ORA – Experimenting with Priolepis unlocks the mysteries of the genus
14 Jun, 2014
Via ORA: Developing new species of aquacultured marine life comes with welcomed challenges to ORA. We work tirelessly to maintain commercial scale production on hundreds of varieties of aquacultured animals while researching and raising a steady stream of new species. Unfortunately, not every new species we raise is a good candidate for commercial ornamental aquaculture. Sometimes we keep these species a secret, like the first Pseudoplesiops wassi we raised last year (not a secret anymore now is it?). However, this next one was too cool to keep under wraps.
Earlier in 2014 we raised our first batches of the Girdled Goby (Priolepis cincta), sometimes referred to as the Yellow Cave Goby. We believe this is both a species and genus first for our hobby. We stumbled upon this charming, but cryptic species while looking for relatives of the popular Circus Goby (P. nocturna) whose captive culture still eludes us. It was no easy task to raise these little guys, they took nearly 60 days to complete metamorphosis at which time aggression became a serious issue.

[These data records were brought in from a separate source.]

use anchor_lang::prelude::*;

#[account]
#[derive(InitSpace)]
pub struct Plan {
    pub plan_id: u64,
    #[max_len(64)]
    pub name: String,
    pub deposit_usd_cents: u64,     // fixed deposit price
    pub payout_per_drop_cents: u64, // credited per income drop
    pub drops_count: u16,           // total drops over the plan's life
    pub total_return_cents: u64,    // drops_count * payout_per_drop_cents
    pub is_locked: bool,
    pub created_at: i64,
    pub bump: u8,
}
use anchor_lang::prelude::*;

#[account]
#[derive(InitSpace)]
pub struct GlobalState {
    pub authority: Pubkey,
    pub is_paused: bool,
    // Settlement configuration
    pub usd_mint: Pubkey, // USD-pegged SPL token used for deposits and payouts
    // Global plan counter for sequential plan IDs
    pub total_plans: u64,
    // Informational Naira-per-USD rate shown next to NGN payouts
    pub usdt_rate_ngn: u64,
    pub last_drop_processed: i64, // Timestamp of last income drop credited
    pub bump: u8,
}
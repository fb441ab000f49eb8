use crate::{constants::*, error::ErrorCode, state::*};
use anchor_lang::prelude::*;

#[derive(Accounts)]
pub struct RecordReferralBonus<'info> {
    #[account(mut)]
    pub authority: Signer<'info>,

    #[account(
        seeds = [GLOBAL_STATE_SEED.as_bytes()],
        bump = global_state.bump,
        constraint = global_state.authority == authority.key() @ ErrorCode::UnauthorizedAuthority
    )]
    pub global_state: Account<'info, GlobalState>,

    #[account(
        constraint = deposit.status == DepositStatus::Confirmed @ ErrorCode::DepositNotConfirmed
    )]
    pub deposit: Account<'info, Deposit>,

    /// CHECK: Referrer wallet owner, credited with the bonus
    pub referrer: UncheckedAccount<'info>,

    #[account(
        mut,
        seeds = [WALLET_SEED.as_bytes(), referrer.key().as_ref()],
        bump = referrer_wallet.bump,
        constraint = referrer_wallet.user == referrer.key() @ ErrorCode::UnauthorizedUser
    )]
    pub referrer_wallet: Account<'info, Wallet>,

    #[account(
        init,
        payer = authority,
        space = 8 + Referral::INIT_SPACE,
        seeds = [
            REFERRAL_SEED.as_bytes(),
            deposit.key().as_ref(),
            referrer.key().as_ref()
        ],
        bump
    )]
    pub referral: Account<'info, Referral>,

    pub system_program: Program<'info, System>,
}

impl<'info> RecordReferralBonus<'info> {
    /// Credit a referral bonus for a confirmed deposit. The (deposit,
    /// referrer) PDA guarantees at most one bonus per pair.
    pub fn record_referral_bonus(
        &mut self,
        level: u8,
        bonus_cents: u64,
        bumps: &RecordReferralBonusBumps,
    ) -> Result<()> {
        require!(level >= 1, ErrorCode::InvalidReferralLevel);
        require!(bonus_cents > 0, ErrorCode::InvalidAmount);
        require!(
            self.referrer.key() != self.deposit.user,
            ErrorCode::SelfReferral
        );

        self.referrer_wallet.credit_income(bonus_cents)?;

        self.referral.set_inner(Referral {
            referrer: self.referrer.key(),
            referred: self.deposit.user,
            deposit: self.deposit.key(),
            level,
            bonus_cents,
            created_at: Clock::get()?.unix_timestamp,
            bump: bumps.referral,
        });

        msg!(
            "Referral bonus of ${:.2} (level {}) credited to {} for deposit {}",
            bonus_cents as f64 / 100.0,
            level,
            self.referrer.key(),
            self.deposit.key()
        );

        Ok(())
    }
}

The long larval duration coupled with challenging and costly feed requirements of the Girdled Goby will make it difficult to raise on a commercial scale; due in part to its relatively low cost in the trade. Unfortunately. It is not likely to become a regular offering on our availability list. The first individuals were shipped to Doctors Foster and Smith as a gesture of thanks for helping us source our broodstock.

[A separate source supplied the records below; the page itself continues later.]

use crate::{constants::*, error::ErrorCode, state::*};
use anchor_lang::prelude::*;

#[derive(Accounts)]
pub struct UpdateGlobalState<'info> {
    pub authority: Signer<'info>,

    #[account(
        mut,
        seeds = [GLOBAL_STATE_SEED.as_bytes()],
        bump = global_state.bump,
        constraint = global_state.authority == authority.key() @ ErrorCode::UnauthorizedAuthority
    )]
    pub global_state: Account<'info, GlobalState>,
}

#[derive(Accounts)]
pub struct SetPlanLocked<'info> {
    pub authority: Signer<'info>,

    #[account(
        seeds = [GLOBAL_STATE_SEED.as_bytes()],
        bump = global_state.bump,
        constraint = global_state.authority == authority.key() @ ErrorCode::UnauthorizedAuthority
    )]
    pub global_state: Account<'info, GlobalState>,

    #[account(mut)]
    pub plan: Account<'info, Plan>,
}

impl<'info> UpdateGlobalState<'info> {
    pub fn set_paused(&mut self, paused: bool) -> Result<()> {
        self.global_state.is_paused = paused;
        msg!("Protocol paused: {}", paused);
        Ok(())
    }

    /// Update the informational Naira-per-USD rate shown next to NGN
    /// payouts. The rate never enters fee or balance math.
    pub fn set_usdt_rate(&mut self, rate_ngn_per_usd: u64) -> Result<()> {
        require!(rate_ngn_per_usd > 0, ErrorCode::InvalidRate);
        self.global_state.usdt_rate_ngn = rate_ngn_per_usd;
        msg!("USDT rate updated: NGN {} per USD", rate_ngn_per_usd);
        Ok(())
    }
}

impl<'info> SetPlanLocked<'info> {
    pub fn set_plan_locked(&mut self, is_locked: bool) -> Result<()> {
        self.plan.is_locked = is_locked;
        msg!("Plan '{}' locked: {}", self.plan.name, is_locked);
        Ok(())
    }
}
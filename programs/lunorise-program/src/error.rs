use anchor_lang::prelude::*;

#[error_code]
pub enum ErrorCode {
    // Validation errors
    #[msg("Plan name is too long")]
    NameTooLong,
    #[msg("Invalid amount")]
    InvalidAmount,
    #[msg("Withdrawal amount is below the $2 minimum")]
    BelowMinimumWithdrawal,
    #[msg("Drop number is outside the plan's schedule")]
    InvalidDropNumber,
    #[msg("Invalid exchange rate")]
    InvalidRate,
    #[msg("Invalid referral level")]
    InvalidReferralLevel,
    #[msg("Settlement mint does not match global state")]
    InvalidMint,

    // Authorization errors
    #[msg("Unauthorized user")]
    UnauthorizedUser,
    #[msg("Unauthorized authority")]
    UnauthorizedAuthority,

    // Balance errors
    #[msg("Insufficient funds")]
    InsufficientFunds,

    // Deposit errors
    #[msg("Plan is locked for new deposits")]
    PlanLocked,
    #[msg("Deposit is not pending")]
    DepositNotPending,
    #[msg("Deposit is not confirmed")]
    DepositNotConfirmed,

    // Income drop errors
    #[msg("Income drop already processed")]
    DropAlreadyProcessed,
    #[msg("Income drop is not yet due")]
    DropNotDue,

    // Withdrawal lifecycle errors
    #[msg("Withdrawal is not queued")]
    WithdrawalNotQueued,
    #[msg("Withdrawal is not processing")]
    WithdrawalNotProcessing,
    #[msg("Retry backoff has not elapsed")]
    RetryBackoffActive,

    // Referral errors
    #[msg("Cannot record a referral bonus for the depositor's own deposit")]
    SelfReferral,

    // Protocol errors
    #[msg("Protocol is paused")]
    ProtocolPaused,

    // Math errors
    #[msg("Arithmetic overflow")]
    ArithmeticOverflow,
    #[msg("Arithmetic underflow")]
    ArithmeticUnderflow,
}
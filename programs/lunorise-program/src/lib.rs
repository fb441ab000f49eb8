pub mod constants;
pub mod error;
pub mod fees;
pub mod instructions;
pub mod state;

use anchor_lang::prelude::*;

pub use constants::*;
pub use instructions::*;
pub use state::*;

declare_id!("Fg6PaFpoGXkYsidMpWTK6W2BeZ7FEfcYkg476zPFsLnS");

#[program]
pub mod lunorise_program {
    use super::*;

    pub fn initialize(ctx: Context<Initialize>) -> Result<()> {
        ctx.accounts.initialize_global_state(&ctx.bumps)
    }

    pub fn set_paused(ctx: Context<UpdateGlobalState>, paused: bool) -> Result<()> {
        ctx.accounts.set_paused(paused)
    }

    pub fn set_usdt_rate(ctx: Context<UpdateGlobalState>, rate_ngn_per_usd: u64) -> Result<()> {
        ctx.accounts.set_usdt_rate(rate_ngn_per_usd)
    }

    pub fn register_plan(
        ctx: Context<RegisterPlan>,
        name: String,
        deposit_usd_cents: u64,
        payout_per_drop_cents: u64,
        drops_count: u16,
    ) -> Result<()> {
        ctx.accounts.register_plan(
            name,
            deposit_usd_cents,
            payout_per_drop_cents,
            drops_count,
            &ctx.bumps,
        )
    }

    pub fn set_plan_locked(ctx: Context<SetPlanLocked>, is_locked: bool) -> Result<()> {
        ctx.accounts.set_plan_locked(is_locked)
    }

    pub fn create_deposit(
        ctx: Context<CreateDeposit>,
        plan_id: u64,
        client_ref: u64,
        amount_cents: u64,
    ) -> Result<()> {
        ctx.accounts
            .create_deposit(plan_id, client_ref, amount_cents, &ctx.bumps)
    }

    pub fn confirm_deposit(ctx: Context<ConfirmDeposit>) -> Result<()> {
        ctx.accounts.confirm_deposit()
    }

    pub fn reject_deposit(ctx: Context<RejectDeposit>) -> Result<()> {
        ctx.accounts.reject_deposit(&ctx.bumps)
    }

    pub fn schedule_income_event(
        ctx: Context<ScheduleIncomeEvent>,
        drop_number: u16,
    ) -> Result<()> {
        ctx.accounts.schedule_income_event(drop_number, &ctx.bumps)
    }

    pub fn process_income_event(ctx: Context<ProcessIncomeEvent>) -> Result<()> {
        ctx.accounts.process_income_event()
    }

    pub fn check_next_drop(ctx: Context<CheckNextDrop>) -> Result<i64> {
        ctx.accounts.check_next_drop()
    }

    pub fn request_withdrawal(
        ctx: Context<RequestWithdrawal>,
        client_ref: u64,
        amount_cents: u64,
        currency: PayoutCurrency,
    ) -> Result<()> {
        ctx.accounts
            .request_withdrawal(client_ref, amount_cents, currency, &ctx.bumps)
    }

    pub fn begin_withdrawal(ctx: Context<BeginWithdrawal>) -> Result<()> {
        ctx.accounts.begin_withdrawal()
    }

    pub fn complete_withdrawal(ctx: Context<CompleteWithdrawal>) -> Result<()> {
        ctx.accounts.complete_withdrawal(&ctx.bumps)
    }

    pub fn fail_withdrawal(ctx: Context<FailWithdrawal>) -> Result<()> {
        ctx.accounts.fail_withdrawal()
    }

    pub fn record_referral_bonus(
        ctx: Context<RecordReferralBonus>,
        level: u8,
        bonus_cents: u64,
    ) -> Result<()> {
        ctx.accounts.record_referral_bonus(level, bonus_cents, &ctx.bumps)
    }
}

#[cfg(test)]
mod tests;
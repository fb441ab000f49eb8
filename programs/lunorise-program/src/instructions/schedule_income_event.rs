use crate::{constants::*, error::ErrorCode, state::*};
use anchor_lang::prelude::*;

#[derive(Accounts)]
#[instruction(drop_number: u16)]
pub struct ScheduleIncomeEvent<'info> {
    #[account(mut)]
    pub authority: Signer<'info>,

    #[account(
        seeds = [GLOBAL_STATE_SEED.as_bytes()],
        bump = global_state.bump,
        constraint = global_state.authority == authority.key() @ ErrorCode::UnauthorizedAuthority
    )]
    pub global_state: Account<'info, GlobalState>,

    #[account(
        constraint = deposit.status == DepositStatus::Confirmed @ ErrorCode::DepositNotConfirmed
    )]
    pub deposit: Account<'info, Deposit>,

    #[account(
        constraint = deposit.plan == plan.key() @ ErrorCode::InvalidAmount
    )]
    pub plan: Account<'info, Plan>,

    #[account(
        init,
        payer = authority,
        space = 8 + IncomeEvent::INIT_SPACE,
        seeds = [
            INCOME_EVENT_SEED.as_bytes(),
            deposit.key().as_ref(),
            drop_number.to_le_bytes().as_ref()
        ],
        bump
    )]
    pub income_event: Account<'info, IncomeEvent>,

    pub system_program: Program<'info, System>,
}

impl<'info> ScheduleIncomeEvent<'info> {
    /// Create the income event for one drop of a confirmed deposit. The
    /// (deposit, drop_number) PDA makes scheduling idempotent: a second
    /// attempt for the same drop fails at account creation.
    pub fn schedule_income_event(
        &mut self,
        drop_number: u16,
        bumps: &ScheduleIncomeEventBumps,
    ) -> Result<()> {
        require!(
            drop_number >= 1 && drop_number <= self.plan.drops_count,
            ErrorCode::InvalidDropNumber
        );

        let offset = DROP_INTERVAL_SECONDS
            .checked_mul(drop_number as i64)
            .ok_or(ErrorCode::ArithmeticOverflow)?;
        let due_at = self
            .deposit
            .confirmed_at
            .checked_add(offset)
            .ok_or(ErrorCode::ArithmeticOverflow)?;

        self.income_event.set_inner(IncomeEvent {
            user: self.deposit.user,
            deposit: self.deposit.key(),
            drop_number,
            amount_cents: self.plan.payout_per_drop_cents,
            due_at,
            processed: false,
            processed_at: None,
            bump: bumps.income_event,
        });

        msg!(
            "Drop {}/{} scheduled for deposit {}: ${:.2} due at {}",
            drop_number,
            self.plan.drops_count,
            self.deposit.key(),
            self.plan.payout_per_drop_cents as f64 / 100.0,
            due_at
        );

        Ok(())
    }
}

We enjoyed working with the Girdled Goby, it taught us some valuable lessons that we can apply to other challenging species. As aquaculture technology and knowledge advances, we may decide to move forward on making this species more readily available. Fortunately the demand for aquacultured marine fish is expanding year after year, creating interest in a variety of species once considered too challenging to breed in captivity. Working through these biological and economic hurdles, ORA will continue to bring the world dazzling new varieties of 100% aquacultured marine life.